■ INSTRUCTIONS FOR THE TASK ■
Work through the records below and copy every line that includes "with".
┌────────
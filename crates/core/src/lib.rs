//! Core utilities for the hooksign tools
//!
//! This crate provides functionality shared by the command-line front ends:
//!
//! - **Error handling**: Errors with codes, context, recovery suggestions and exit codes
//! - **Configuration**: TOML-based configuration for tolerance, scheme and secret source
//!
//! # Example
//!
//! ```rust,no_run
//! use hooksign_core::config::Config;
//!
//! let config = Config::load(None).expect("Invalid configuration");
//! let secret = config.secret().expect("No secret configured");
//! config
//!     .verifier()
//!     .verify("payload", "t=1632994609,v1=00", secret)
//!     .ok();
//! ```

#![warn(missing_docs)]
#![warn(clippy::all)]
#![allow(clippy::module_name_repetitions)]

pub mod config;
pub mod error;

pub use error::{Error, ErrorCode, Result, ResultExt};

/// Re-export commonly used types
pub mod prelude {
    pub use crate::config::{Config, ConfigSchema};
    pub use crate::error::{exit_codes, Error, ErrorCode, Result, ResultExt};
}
└────────
┌────────
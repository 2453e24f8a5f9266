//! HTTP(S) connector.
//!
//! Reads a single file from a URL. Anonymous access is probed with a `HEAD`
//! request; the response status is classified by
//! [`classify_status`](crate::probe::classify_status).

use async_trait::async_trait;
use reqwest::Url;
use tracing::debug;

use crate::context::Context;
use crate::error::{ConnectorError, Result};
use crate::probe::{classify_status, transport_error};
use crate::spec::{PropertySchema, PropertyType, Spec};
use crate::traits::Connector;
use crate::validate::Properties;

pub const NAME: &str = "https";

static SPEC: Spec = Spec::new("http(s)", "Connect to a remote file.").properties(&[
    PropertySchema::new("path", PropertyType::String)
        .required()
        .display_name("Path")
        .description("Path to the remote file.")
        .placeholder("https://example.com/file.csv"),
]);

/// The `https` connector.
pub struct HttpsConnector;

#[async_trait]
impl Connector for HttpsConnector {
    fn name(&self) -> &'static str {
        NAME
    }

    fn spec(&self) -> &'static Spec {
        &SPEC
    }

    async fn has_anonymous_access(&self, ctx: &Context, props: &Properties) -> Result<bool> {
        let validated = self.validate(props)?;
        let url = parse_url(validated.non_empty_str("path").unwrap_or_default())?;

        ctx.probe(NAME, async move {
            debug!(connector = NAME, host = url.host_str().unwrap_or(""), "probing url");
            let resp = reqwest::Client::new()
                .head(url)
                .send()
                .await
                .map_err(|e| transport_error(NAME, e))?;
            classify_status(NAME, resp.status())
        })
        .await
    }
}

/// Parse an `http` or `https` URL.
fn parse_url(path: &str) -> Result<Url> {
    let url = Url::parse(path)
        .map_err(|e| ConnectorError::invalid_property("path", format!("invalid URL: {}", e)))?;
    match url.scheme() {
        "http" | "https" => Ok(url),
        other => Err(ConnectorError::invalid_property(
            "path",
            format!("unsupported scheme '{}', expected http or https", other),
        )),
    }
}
└────────
■ SOLUTION TO THIS EXERCISE ■
//! - **Error handling**: Errors with codes, context, recovery suggestions and exit codes
//! Reads a single file from a URL. Anonymous access is probed with a `HEAD`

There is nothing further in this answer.